Instructions for the task: Give every entry again, word for word and in full.
BEGIN Records for this exercise
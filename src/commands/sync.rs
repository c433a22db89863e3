//! `shiprail sync`: rewrite (or check) version strings for a component

use crate::core::context::ReleaseContext;
use crate::core::error::{RailError, RailResult, ReleaseError};
use crate::release::version;
use semver::Version;

pub fn run_sync(ctx: &ReleaseContext, component: &str, version_arg: &str, check: bool) -> RailResult<()> {
  let version = parse_version(version_arg)?.to_string();
  let config = ctx.load_component(component)?;

  if config.version_sync.is_empty() {
    println!("⚠️  {} has no versionSync rules", component);
    return Ok(());
  }

  if check {
    return match version::first_version_problem(&ctx.root, &config.version_sync, &version) {
      None => {
        println!("✅ {} version files carry {}", component, version);
        Ok(())
      }
      Some(problem) => Err(
        ReleaseError::VersionMismatch {
          version,
          problems: vec![problem],
        }
        .into(),
      ),
    };
  }

  let report = version::sync_versions(&ctx.root, &config.version_sync, &version);

  for file in &report.files_updated {
    println!("  ✏️  {}", file.display());
  }
  for file in &report.skipped {
    println!("  ⏭️  {} (optional, missing)", file.display());
  }

  if !report.is_ok() {
    return Err(
      ReleaseError::VersionMismatch {
        version,
        problems: report
          .errors
          .iter()
          .map(|e| format!("{}: {}", e.file.display(), e.message))
          .collect(),
      }
      .into(),
    );
  }

  if !version::verify_versions(&ctx.root, &config.version_sync, &version) {
    return Err(
      ReleaseError::VersionMismatch {
        problems: version::first_version_problem(&ctx.root, &config.version_sync, &version)
          .into_iter()
          .collect(),
        version,
      }
      .into(),
    );
  }

  if report.files_updated.is_empty() {
    println!("✅ {} already at {}", component, version);
  } else {
    println!("✅ Updated {} file(s) to {}", report.files_updated.len(), version);
  }
  Ok(())
}

/// Accepts `1.2.4` and `v1.2.4`
pub fn parse_version(raw: &str) -> RailResult<Version> {
  Version::parse(raw.trim_start_matches('v')).map_err(|e| {
    RailError::with_help(
      format!("Invalid version '{}': {}", raw, e),
      "Use a semantic version such as 1.2.4",
    )
  })
}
END Records for this exercise
Your response:
filename src/commands/sync.rs
repository c433a22db89863e3
//! `shiprail sync`: rewrite (or check) version strings for a component

use crate::core::context::ReleaseContext;
use crate::core::error::{RailError, RailResult, ReleaseError};
use crate::release::version;
use semver::Version;

pub fn run_sync(ctx: &ReleaseContext, component: &str, version_arg: &str, check: bool) -> RailResult<()> {
  let version = parse_version(version_arg)?.to_string();
  let config = ctx.load_component(component)?;

  if config.version_sync.is_empty() {
    println!("⚠️  {} has no versionSync rules", component);
    return Ok(());
  }

  if check {
    return match version::first_version_problem(&ctx.root, &config.version_sync, &version) {
      None => {
        println!("✅ {} version files carry {}", component, version);
        Ok(())
      }
      Some(problem) => Err(
        ReleaseError::VersionMismatch {
          version,
          problems: vec![problem],
        }
        .into(),
      ),
    };
  }

  let report = version::sync_versions(&ctx.root, &config.version_sync, &version);

  for file in &report.files_updated {
    println!("  ✏️  {}", file.display());
  }
  for file in &report.skipped {
    println!("  ⏭️  {} (optional, missing)", file.display());
  }

  if !report.is_ok() {
    return Err(
      ReleaseError::VersionMismatch {
        version,
        problems: report
          .errors
          .iter()
          .map(|e| format!("{}: {}", e.file.display(), e.message))
          .collect(),
      }
      .into(),
    );
  }

  if !version::verify_versions(&ctx.root, &config.version_sync, &version) {
    return Err(
      ReleaseError::VersionMismatch {
        problems: version::first_version_problem(&ctx.root, &config.version_sync, &version)
          .into_iter()
          .collect(),
        version,
      }
      .into(),
    );
  }

  if report.files_updated.is_empty() {
    println!("✅ {} already at {}", component, version);
  } else {
    println!("✅ Updated {} file(s) to {}", report.files_updated.len(), version);
  }
  Ok(())
}

/// Accepts `1.2.4` and `v1.2.4`
pub fn parse_version(raw: &str) -> RailResult<Version> {
  Version::parse(raw.trim_start_matches('v')).map_err(|e| {
    RailError::with_help(
      format!("Invalid version '{}': {}", raw, e),
      "Use a semantic version such as 1.2.4",
    )
  })
}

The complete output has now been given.